Cameron, who oversees more than a dozen high school distance runners who hope to make varsity teams next year, said her club has organized a series of videotaped, physically distanced time trials so that the athletes have something to send to university coaches. She said those videos, while unofficial, are the best current way to draw attention on fast-improving athletes. Laura Kuszaj, who is coached by Cameron, has shaved nearly four minutes off her 5,000-metre time since the start of the pandemic, and her latest result of 17:43 makes her a coveted recruit for coaches across the country. Yet, Kuszaj is finding it difficult to secure a scholarship because she did not run that time in a race.

“It’s still not the same as an official result,” said the 17-year-old from Milton, Ont. “I think coaches want more proof and across different distances to negotiate an offer.”

While some coaches may be hesitant to accept time trials as legitimate, others feel it necessary to do so. Mike Peterson, head cross-country coach at the University of Prince Edward Island, said he is especially empathetic this year when evaluating potential recruits.

“The beauty of track is that times don’t lie,” he said. “But more than usual, you have to trust a kid when they say they’ve run something.”

Peterson said recruiting is just as stressful for coaches as for athletes. A continuing moratorium on in-person recruiting visits implemented by U Sports in March of 2020 has made it challenging for him to convince runners from afar to join his relatively new team, which has only been competing in the national circuit since 2015.

“Usually, Charlottetown is a big selling point for runners, and now they can’t see that.”

To facilitate recruiting, Peterson started using Streamlineathletes.com, a new Canadian platform that helps high school track and field athletes connect with university coaches. On the website, athletes can make a free profile that includes their latest results, and use it to contact coaches across North America. Streamline Athletes co-founders Alexandre Paré and Brett Montrose said they’ve seen a marked increase in their website from coaches since the start of the pandemic, and hope their platform’s growing popularity helps athletes get noticed in a trying time.

“Now more than ever,” he said, “athletes can get missed, and we want to make sure everyone has a chance at getting recruited.”

The pandemic has also wreaked havoc on the recruiting process of Canadian high school swimmers, as most races and high school championships across the country, with the exception of Atlantic Canada, continue to get cancelled. Tina Hoeben, head coach at KISU Swim Club in Penticton, B.C., has 11 seniors in the club’s high-performance stream who have not raced officially since the start of the pandemic. Small time trials were permitted in B.C. for a few weeks in 2020, but races were banned again before the club could organize an event. Since then, the province’s spring swim meets, often an athlete’s last chances at impressing college coaches, were also cancelled.

Hoeben’s swimmers have to content themselves with occasionally wearing their race suits at practice to simulate competition, and virtual racing options are becoming increasingly common.

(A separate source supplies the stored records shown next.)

#[cfg(test)]
mod tests {
    use super::*;
    use std::sync::atomic::{AtomicUsize, Ordering};

    use async_trait::async_trait;

    use crate::audit::PredictionJournal;
    use crate::oracle::{ForecastOracle, OracleCallError, Posture};
    use crate::types::ConfidenceLabel;

    const SERIES: [f64; 12] = [1.2, 3.0, 1.5, 4.0, 1.1, 2.2, 1.05, 6.4, 1.9, 2.7, 1.3, 1.4];

    /// Answers every temperature in `answers`; fails the rest.
    struct StubOracle {
        answers: Vec<(f64, &'static str)>,
        delay: Duration,
        calls: AtomicUsize,
    }

    #[async_trait]
    impl ForecastOracle for StubOracle {
        async fn complete(&self, prompt: &str, temperature: f64) -> Result<String, OracleCallError> {
            assert!(prompt.contains("OUTPUT REQUIREMENTS"));
            self.calls.fetch_add(1, Ordering::SeqCst);
            if !self.delay.is_zero() {
                tokio::time::sleep(self.delay).await;
            }
            self.answers
                .iter()
                .find(|(t, _)| *t == temperature)
                .map(|(_, p)| {
                    format!(
                        r#"{{"prediction": "{p}", "confidence": "High", "comment": "c",
                            "strategy": "Balanced", "entry_timing": "Immediate", "risk_level": 4,
                            "pattern_signal": "neutral", "mathematical_basis": "m",
                            "streak_factor": "s", "volatility_adjustment": "v"}}"#
                    )
                })
                .ok_or_else(|| OracleCallError::Status {
                    status: 503,
                    body: "unavailable".into(),
                })
        }
    }

    struct FailingSink;

    #[async_trait]
    impl AuditSink for FailingSink {
        async fn write(&self, _record: AuditRecord) -> Result<(), PredictError> {
            Err(PredictError::Persistence("disk full".into()))
        }
    }

    /// Never finishes a write.
    struct StalledSink;

    #[async_trait]
    impl AuditSink for StalledSink {
        async fn write(&self, _record: AuditRecord) -> Result<(), PredictError> {
            tokio::time::sleep(Duration::from_secs(3600)).await;
            Ok(())
        }
    }

    struct Harness {
        service: PredictionService,
        oracle: Arc<StubOracle>,
        cache: Arc<TtlCache<ConsensusResult>>,
        latency: Arc<LatencyMonitor>,
        journal: Arc<PredictionJournal>,
    }

    fn harness(answers: Vec<(f64, &'static str)>) -> Harness {
        slow_harness(answers, Duration::ZERO)
    }

    fn slow_harness(answers: Vec<(f64, &'static str)>, delay: Duration) -> Harness {
        let config = RuntimeConfig {
            monte_carlo_seed: Some(42),
            ..RuntimeConfig::default()
        };
        configured_harness(config, answers, delay)
    }

    fn configured_harness(
        config: RuntimeConfig,
        answers: Vec<(f64, &'static str)>,
        delay: Duration,
    ) -> Harness {
        let oracle = Arc::new(StubOracle {
            answers,
            delay,
            calls: AtomicUsize::new(0),
        });
        let cache = Arc::new(TtlCache::new(config.cache_capacity));
        let latency = Arc::new(LatencyMonitor::new(
            config.latency_window,
            config.latency_thresholds_ms.clone(),
        ));
        let journal = Arc::new(PredictionJournal::new(config.journal_capacity));
        let orchestrator = Orchestrator::new(
            oracle.clone(),
            Posture::defaults(),
            Duration::from_secs(config.oracle.call_timeout_secs),
        );
        let service = PredictionService::new(
            &config,
            orchestrator,
            cache.clone(),
            latency.clone(),
            journal.clone(),
        );
        Harness {
            service,
            oracle,
            cache,
            latency,
            journal,
        }
    }

    fn request(strategy: &str) -> PredictionRequest {
        PredictionRequest {
            crash_points: SERIES.to_vec(),
            strategy: Some(strategy.to_string()),
            ..Default::default()
        }
    }

    #[tokio::test]
    async fn short_series_is_rejected_before_any_call() {
        let h = harness(vec![(0.3, "2.00x")]);
        let req = PredictionRequest {
            crash_points: vec![1.5; 9],
            ..Default::default()
        };
        let err = h.service.predict(&req).await.unwrap_err();
        assert!(matches!(err, PredictError::Validation(_)));
        assert_eq!(h.oracle.calls.load(Ordering::SeqCst), 0);
    }

    #[tokio::test]
    async fn sub_unit_point_is_rejected() {
        let h = harness(vec![]);
        let mut req = request("Balanced");
        req.crash_points[3] = 0.5;
        assert!(matches!(
            h.service.predict(&req).await,
            Err(PredictError::Validation(_))
        ));
    }

    #[tokio::test]
    async fn merges_votes_and_caches() {
        let h = harness(vec![(0.3, "2.00x"), (0.7, "3.00x"), (0.9, "5.00x")]);
        let first = h.service.predict(&request("Aggressive")).await.unwrap();
        assert_eq!(first.result.prediction, "5.00x");
        assert_eq!(first.result.models_used, 3);
        assert_eq!(first.result.confidence, ConfidenceLabel::High);
        assert!(!first.cached);
        assert!(!first.result.fallback);
        assert_eq!(h.cache.len(), 1);

        let second = h.service.predict(&request("Aggressive")).await.unwrap();
        assert!(second.cached);
        assert_eq!(second.result, first.result);
        assert_eq!(h.oracle.calls.load(Ordering::SeqCst), 3);

        // A different strategy is a different key.
        let other = h.service.predict(&request("Conservative")).await.unwrap();
        assert!(!other.cached);
        assert_eq!(other.result.prediction, "2.00x");
    }

    #[tokio::test]
    async fn single_survivor_passes_through() {
        let h = harness(vec![(0.7, "3.10x")]);
        let resp = h.service.predict(&request("Balanced")).await.unwrap();
        assert_eq!(resp.result.prediction, "3.10x");
        assert_eq!(resp.result.models_used, 1);
        assert!(!resp.result.fallback);
        assert!(resp.error.is_none());
    }

    #[tokio::test]
    async fn total_failure_falls_back_and_is_not_cached() {
        let h = harness(vec![]);
        let resp = h.service.predict(&request("Balanced")).await.unwrap();
        assert!(resp.result.fallback);
        // Last five: 6.4, 1.9, 2.7, 1.3, 1.4 → mean 2.74 × 1.1 = 3.014
        assert_eq!(resp.result.prediction, "3.01x");
        assert!(resp.error.unwrap().contains("All AI calls failed (3 attempted)"));
        assert_eq!(h.cache.len(), 0);
        assert_eq!(h.journal.len(), 1);
        assert_eq!(h.latency.stats(ORACLE_PREDICTION).unwrap().count, 1);
    }

    #[tokio::test]
    async fn audit_gets_trailing_window() {
        let h = harness(vec![(0.3, "2.00x")]);
        h.service.predict(&request("Balanced")).await.unwrap();
        let records = h.journal.recent(1);
        assert_eq!(records[0].crash_points.len(), 10);
        assert_eq!(records[0].crash_points[9], 1.4);
        assert_eq!(h.latency.stats(AUDIT_WRITE).unwrap().count, 1);
    }

    #[tokio::test]
    async fn audit_failure_does_not_affect_response() {
        let config = RuntimeConfig::default();
        let oracle = Arc::new(StubOracle {
            answers: vec![(0.3, "2.50x")],
            delay: Duration::ZERO,
            calls: AtomicUsize::new(0),
        });
        let service = PredictionService::new(
            &config,
            Orchestrator::new(oracle, Posture::defaults(), Duration::from_secs(5)),
            Arc::new(TtlCache::new(10)),
            Arc::new(LatencyMonitor::new(10, Default::default())),
            Arc::new(FailingSink),
        );
        let resp = service.predict(&request("Balanced")).await.unwrap();
        assert_eq!(resp.result.prediction, "2.50x");
    }

    #[tokio::test(start_paused = true)]
    async fn stalled_audit_write_times_out_as_persistence_failure() {
        let config = RuntimeConfig {
            audit_timeout_ms: 250,
            ..RuntimeConfig::default()
        };
        let oracle = Arc::new(StubOracle {
            answers: vec![(0.3, "2.50x")],
            delay: Duration::ZERO,
            calls: AtomicUsize::new(0),
        });
        let latency = Arc::new(LatencyMonitor::new(10, Default::default()));
        let service = PredictionService::new(
            &config,
            Orchestrator::new(oracle, Posture::defaults(), Duration::from_secs(5)),
            Arc::new(TtlCache::new(10)),
            latency.clone(),
            Arc::new(StalledSink),
        );

        let err = service
            .write_audit(&fallback::canned(), Strategy::Balanced, &SERIES)
            .await
            .unwrap_err();
        assert_eq!(err, PredictError::Persistence("timed out after 250ms".into()));
        assert!(latency.stats(AUDIT_WRITE).unwrap().min_ms >= 250);

        // The response path is unaffected.
        let resp = service.predict(&request("Balanced")).await.unwrap();
        assert_eq!(resp.result.prediction, "2.50x");
        assert_eq!(latency.stats(AUDIT_WRITE).unwrap().count, 2);
    }

    #[tokio::test]
    async fn zero_fingerprint_window_still_separates_series() {
        let config = RuntimeConfig {
            fingerprint_window: 0,
            monte_carlo_seed: Some(42),
            ..RuntimeConfig::default()
        };
        let h = configured_harness(config, vec![(0.3, "2.00x")], Duration::ZERO);
        h.service.predict(&request("Balanced")).await.unwrap();

        let mut other = request("Balanced");
        *other.crash_points.last_mut().unwrap() = 9.9;
        let resp = h.service.predict(&other).await.unwrap();
        assert!(!resp.cached);
        assert_eq!(h.cache.len(), 2);
    }

    #[tokio::test(start_paused = true)]
    async fn slow_fan_out_flags_degradation() {
        let h = slow_harness(vec![(0.3, "2.00x")], Duration::from_secs(6));
        let resp = h.service.predict(&request("Balanced")).await.unwrap();
        assert!(resp.degraded);
        assert!(resp.latency >= 6000);
        assert!(!resp.result.fallback);

        let fast = harness(vec![(0.3, "2.00x")]);
        let resp = fast.service.predict(&request("Balanced")).await.unwrap();
        assert!(!resp.degraded);
    }

    #[test]
    fn response_serialises_flat() {
        let resp = PredictionResponse {
            result: fallback::canned(),
            cached: false,
            latency: 12,
            error: Some("All AI calls failed".into()),
            degraded: false,
        };
        let json = serde_json::to_value(&resp).unwrap();
        assert_eq!(json["prediction"], "2.15x");
        assert_eq!(json["confidence"], "Low");
        assert_eq!(json["fallback"], true);
        assert_eq!(json["latency"], 12);
        assert_eq!(json["models_used"], 0);
        assert!(json.get("explanation").is_none());
    }

    #[test]
    fn unknown_strategy_is_balanced() {
        assert_eq!(request("YOLO").strategy(), Strategy::Balanced);
        assert_eq!(PredictionRequest::default().strategy(), Strategy::Balanced);
    }
}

But, just as in track and field, time trials are not seen as the real thing. Recruiters, said Hoeben, sometimes prefer to consult year-old statistics.

“A lot of 2021 grads are recruited on their 2019 results,” Hoeben said. “That may be fine for the fastest athletes … but others on the edge of making teams, without results this year, have decided not to pursue it.”

Greta Zapparoli, an exchange student from Italy, joined KISU Swim Club in early 2020, with the hope of staying in Canada after high school to compete at the varsity level. So far, she has been accepted to two Canadian universities, but her prepandemic results are only fast enough to guarantee her a spot on one of the school’s swim teams. Regardless, she must make her decision by May 1.

“I’m working hard, and I know the work will show one day,” said Zapparoli, who feels confident she has progressed well beyond her latest results, which date from 2019.

“I just can’t show it to [recruiters] right now … it’s been a challenge.”